Besides the FMI 3 binary port for bus data, some more FMI 3 features are important for this layered approach. The FMI 3 “extra directory” adds a new folder in the ZIP archive representing an FMU, providing additional data to travel with the FMU that can be modified by different tools, allowing for layered standards. The FMI 3 “clocks and hybrid cosimulation” feature introduces clocks for synchronization of variable changes across FMUs and allows cosimulation with events.
Thus, the realization of most V-ECU input/output signals with FMI 3.0 will be possible. The following aspects need to be evaluated and then would determine the content for a V-ECU layered standard:

  • Bus ports (CAN, LIN, FlexRay, Ethernet):
    Maybe possible via FMI 3 binary ports in combination with MIME types for each bus system, but multiple frames per channel must be possible
  • Events and callback functions:
    Events essential for bus communication or simulated hardware events, for instance; callbacks for data measurement services outside of V-ECU; maybe possible via clocks in FMI 3.0
  • Address based access to calibration and measurement variables (with A2L files). Not possible with get/set functions, but via direct memory access; extension of FMI especially for V-ECUs necessary
  • Simulation performance:
    Events/callbacks via several clocks; if no direct memory access possible, additional memory copies necessary, which reduces performance

FMI 3, OSI, V-ECU, and XIL API
Some new features of FMI 3.0 along with the increasing usage of OSI for environment models (coupling of sensors, agents, etc.) raise the need for the XIL API to extend its functionality accordingly to support MIL, SIL, and HIL testing for future AD applications. Especially the new data types and the binary data type used by OSI need some adaptions to allow them to capture, to record, or to stimulate OSI data. The relation of a V-ECU standard to the XIL API ports (MA, ECUC, ECUM, EES, DIAG, NETWORK) needs to be evaluated. (Note: The XIL API standard itself is discussed in an extra section of this document.)
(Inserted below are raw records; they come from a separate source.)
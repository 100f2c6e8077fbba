//! emr-client: command-line access to the per-resource services.

use std::process::ExitCode;

use clap::{Parser, Subcommand, ValueEnum};
use serde::Serialize;
use serde::de::DeserializeOwned;
use serde_json::{Map, Value as JsonValue};
use tracing_subscriber::{layer::SubscriberExt, util::SubscriberInitExt};

use emr_client::{ClientConfig, ListRequest, QueryResult, ResourceService, Services};
use emr_core::{ResourceMapper, SortDirection};

#[derive(Parser)]
#[command(
    name = "emr-client",
    about = "Browse and manage EMR resources on a FHIR server",
    version,
    arg_required_else_help = true
)]
struct Cli {
    #[command(subcommand)]
    command: Command,
}

#[derive(Subcommand)]
enum Command {
    /// List one page of resources.
    List {
        resource: ResourceKind,
        /// Zero-based page index.
        #[arg(long)]
        page: Option<u32>,
        #[arg(long, default_value_t = 20)]
        page_size: u32,
        /// Sort field (application name, e.g. recordedDate). Repeatable.
        #[arg(long = "sort", value_name = "FIELD")]
        sort_fields: Vec<String>,
        /// Sort every field descending.
        #[arg(long)]
        desc: bool,
        /// Filter as key=value (application name, e.g. patientId=42). Repeatable.
        #[arg(long = "filter", value_name = "KEY=VALUE")]
        filters: Vec<String>,
    },

    /// Read one resource by id.
    Get { resource: ResourceKind, id: String },

    /// Delete one resource by id.
    Delete { resource: ResourceKind, id: String },
}

#[derive(Clone, Copy, ValueEnum)]
enum ResourceKind {
    Patient,
    Practitioner,
    Condition,
    AllergyIntolerance,
    Medication,
    MedicationRequest,
    Encounter,
    Appointment,
    Location,
}

#[tokio::main]
async fn main() -> ExitCode {
    // Logs go to stderr so stdout stays machine-readable
    tracing_subscriber::registry()
        .with(tracing_subscriber::EnvFilter::new(
            std::env::var("RUST_LOG").unwrap_or_else(|_| "info".into()),
        ))
        .with(tracing_subscriber::fmt::layer().json().with_writer(std::io::stderr))
        .init();

    let cli = Cli::parse();
    let config = ClientConfig::from_env();

    if config.api_key.is_some() {
        tracing::info!("API key authentication enabled");
    }
    match &config.auth {
        Some(auth) if config.session_store_path.is_some() => {
            tracing::info!(storage_key = %auth.storage_key(), "Bearer token lookup enabled");
        }
        _ => tracing::debug!("No session store configured, requests carry no bearer token"),
    }
    tracing::info!(base_url = %config.base_url, "Using FHIR server");

    let services = Services::new(&config);
    let resource = match &cli.command {
        Command::List { resource, .. }
        | Command::Get { resource, .. }
        | Command::Delete { resource, .. } => *resource,
    };

    match resource {
        ResourceKind::Patient => run(&services.patients, cli.command).await,
        ResourceKind::Practitioner => run(&services.practitioners, cli.command).await,
        ResourceKind::Condition => run(&services.conditions, cli.command).await,
        ResourceKind::AllergyIntolerance => {
            run(&services.allergy_intolerances, cli.command).await
        }
        ResourceKind::Medication => run(&services.medications, cli.command).await,
        ResourceKind::MedicationRequest => run(&services.medication_requests, cli.command).await,
        ResourceKind::Encounter => run(&services.encounters, cli.command).await,
        ResourceKind::Appointment => run(&services.appointments, cli.command).await,
        ResourceKind::Location => run(&services.locations, cli.command).await,
    }
}

async fn run<M: ResourceMapper>(service: &ResourceService<M>, command: Command) -> ExitCode {
    match command {
        Command::List {
            page,
            page_size,
            sort_fields,
            desc,
            filters,
            ..
        } => {
            let filters = match parse_filters::<M::Filters>(&filters) {
                Ok(filters) => filters,
                Err(message) => {
                    eprintln!("{message}");
                    return ExitCode::from(2);
                }
            };
            let direction = if desc {
                SortDirection::Desc
            } else {
                SortDirection::Asc
            };
            let request = ListRequest {
                page,
                page_size: Some(page_size),
                filters,
                sort_directions: vec![direction; sort_fields.len()],
                sort_fields,
                result_fields: Vec::new(),
            };

            print(&service.list(&request).await)
        }
        Command::Get { id, .. } => print(&service.get(&id).await),
        Command::Delete { id, .. } => print(&service.delete(&id).await),
    }
}

/// `key=value` pairs → typed filters; `true`/`false` become booleans
fn parse_filters<F: DeserializeOwned>(pairs: &[String]) -> Result<F, String> {
    let mut fields = Map::new();
    for pair in pairs {
        let (key, value) = pair
            .split_once('=')
            .ok_or_else(|| format!("Filter '{pair}' is not key=value"))?;
        let value = match value {
            "true" => JsonValue::Bool(true),
            "false" => JsonValue::Bool(false),
            other => JsonValue::String(other.to_string()),
        };
        fields.insert(key.trim().to_string(), value);
    }

    serde_json::from_value(JsonValue::Object(fields)).map_err(|e| format!("Invalid filters: {e}"))
}

fn print<T: Serialize>(result: &QueryResult<T>) -> ExitCode {
    match serde_json::to_string_pretty(result) {
        Ok(json) => println!("{json}"),
        Err(e) => {
            eprintln!("Failed to render result: {e}");
            return ExitCode::FAILURE;
        }
    }

    if result.is_error() {
        ExitCode::FAILURE
    } else {
        ExitCode::SUCCESS
    }
}
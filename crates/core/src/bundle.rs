use serde::{Deserialize, Serialize};
use serde_json::Value as JsonValue;

/// FHIR Bundle types
#[derive(Debug, Clone, Serialize, Deserialize, PartialEq, Eq)]
#[serde(rename_all = "kebab-case")]
pub enum BundleType {
    Searchset,
    History,
    Collection,
    Document,
    Message,
    Transaction,
    TransactionResponse,
    Batch,
    BatchResponse,
    Subscription,
}

/// FHIR Bundle resource.
///
/// Entries default to raw JSON so the transport layer can stay
/// resource-agnostic; mappers decode into `Bundle<T>` for a typed view.
#[derive(Debug, Clone, Serialize, Deserialize, PartialEq)]
#[serde(rename_all = "camelCase")]
pub struct Bundle<R = JsonValue> {
    pub resource_type: String,

    #[serde(rename = "type")]
    pub bundle_type: BundleType,

    #[serde(skip_serializing_if = "Option::is_none")]
    pub total: Option<u32>,

    #[serde(default, skip_serializing_if = "Vec::is_empty")]
    pub link: Vec<BundleLink>,

    #[serde(default, skip_serializing_if = "Vec::is_empty")]
    pub entry: Vec<BundleEntry<R>>,
}

/// Link to related bundles (pagination)
#[derive(Debug, Clone, Serialize, Deserialize, PartialEq, Eq)]
pub struct BundleLink {
    pub relation: String,
    pub url: String,
}

/// Entry in a Bundle
#[derive(Debug, Clone, Serialize, Deserialize, PartialEq)]
#[serde(rename_all = "camelCase")]
pub struct BundleEntry<R = JsonValue> {
    #[serde(skip_serializing_if = "Option::is_none")]
    pub full_url: Option<String>,

    #[serde(skip_serializing_if = "Option::is_none")]
    pub resource: Option<R>,

    #[serde(skip_serializing_if = "Option::is_none")]
    pub search: Option<BundleEntrySearch>,

    #[serde(skip_serializing_if = "Option::is_none")]
    pub request: Option<BundleEntryRequest>,

    #[serde(skip_serializing_if = "Option::is_none")]
    pub response: Option<BundleEntryResponse>,
}

/// Search metadata on a searchset entry (`match` or `include`)
#[derive(Debug, Clone, Serialize, Deserialize, PartialEq)]
pub struct BundleEntrySearch {
    #[serde(skip_serializing_if = "Option::is_none")]
    pub mode: Option<String>,
}

/// HTTP verb for transaction/batch entries
#[derive(Debug, Clone, Copy, Serialize, Deserialize, PartialEq, Eq)]
#[serde(rename_all = "UPPERCASE")]
pub enum HttpVerb {
    Get,
    Post,
    Put,
    Patch,
    Delete,
}

/// Request details of a transaction/batch entry
#[derive(Debug, Clone, Serialize, Deserialize, PartialEq, Eq)]
pub struct BundleEntryRequest {
    pub method: HttpVerb,
    pub url: String,
}

/// Outcome of a single transaction/batch entry
#[derive(Debug, Clone, Serialize, Deserialize, PartialEq)]
#[serde(rename_all = "camelCase")]
pub struct BundleEntryResponse {
    pub status: String,

    #[serde(skip_serializing_if = "Option::is_none")]
    pub location: Option<String>,

    #[serde(skip_serializing_if = "Option::is_none")]
    pub etag: Option<String>,

    #[serde(skip_serializing_if = "Option::is_none")]
    pub outcome: Option<JsonValue>,
}

impl<R> Bundle<R> {
    fn with_type(bundle_type: BundleType, entry: Vec<BundleEntry<R>>) -> Self {
        Self {
            resource_type: "Bundle".to_string(),
            bundle_type,
            total: None,
            link: Vec::new(),
            entry,
        }
    }

    /// Create a transaction bundle (all-or-nothing on the server)
    pub fn transaction(entry: Vec<BundleEntry<R>>) -> Self {
        Self::with_type(BundleType::Transaction, entry)
    }

    /// Create a batch bundle (entries processed independently)
    pub fn batch(entry: Vec<BundleEntry<R>>) -> Self {
        Self::with_type(BundleType::Batch, entry)
    }

    /// Create a searchset bundle
    pub fn searchset(total: u32, entry: Vec<BundleEntry<R>>) -> Self {
        let mut bundle = Self::with_type(BundleType::Searchset, entry);
        bundle.total = Some(total);
        bundle
    }

    /// Iterate over the resources of all entries that carry one
    pub fn resources(&self) -> impl Iterator<Item = &R> {
        self.entry.iter().filter_map(|e| e.resource.as_ref())
    }
}

impl<R> BundleEntry<R> {
    /// Plain entry holding a resource
    pub fn new(full_url: Option<String>, resource: R) -> Self {
        Self {
            full_url,
            resource: Some(resource),
            search: None,
            request: None,
            response: None,
        }
    }

    /// Transaction entry creating `resource` under `resource_type`
    pub fn create(resource_type: &str, resource: R) -> Self {
        let mut entry = Self::new(None, resource);
        entry.request = Some(BundleEntryRequest {
            method: HttpVerb::Post,
            url: resource_type.to_string(),
        });
        entry
    }

    /// Transaction entry replacing `<resource_type>/<id>` with `resource`
    pub fn update(resource_type: &str, id: &str, resource: R) -> Self {
        let mut entry = Self::new(None, resource);
        entry.request = Some(BundleEntryRequest {
            method: HttpVerb::Put,
            url: format!("{}/{}", resource_type, id),
        });
        entry
    }

    /// Transaction entry deleting `<resource_type>/<id>`
    pub fn delete(resource_type: &str, id: &str) -> Self {
        Self {
            full_url: None,
            resource: None,
            search: None,
            request: Some(BundleEntryRequest {
                method: HttpVerb::Delete,
                url: format!("{}/{}", resource_type, id),
            }),
            response: None,
        }
    }

    /// Whether the entry is a search match (entries without a mode count as matches)
    pub fn is_match(&self) -> bool {
        self.search
            .as_ref()
            .and_then(|s| s.mode.as_deref())
            .is_none_or(|mode| mode == "match")
    }
}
Study group summary of FMI 3
The findings of the study group do not conflict with the FMI 3 planned features. Nevertheless, the study group has identified the interrelations between the standards FMI 3, OSI, V-ECU, and XIL API as described in this section. The recommendation is to check on the coordination activities between the different standardization projects.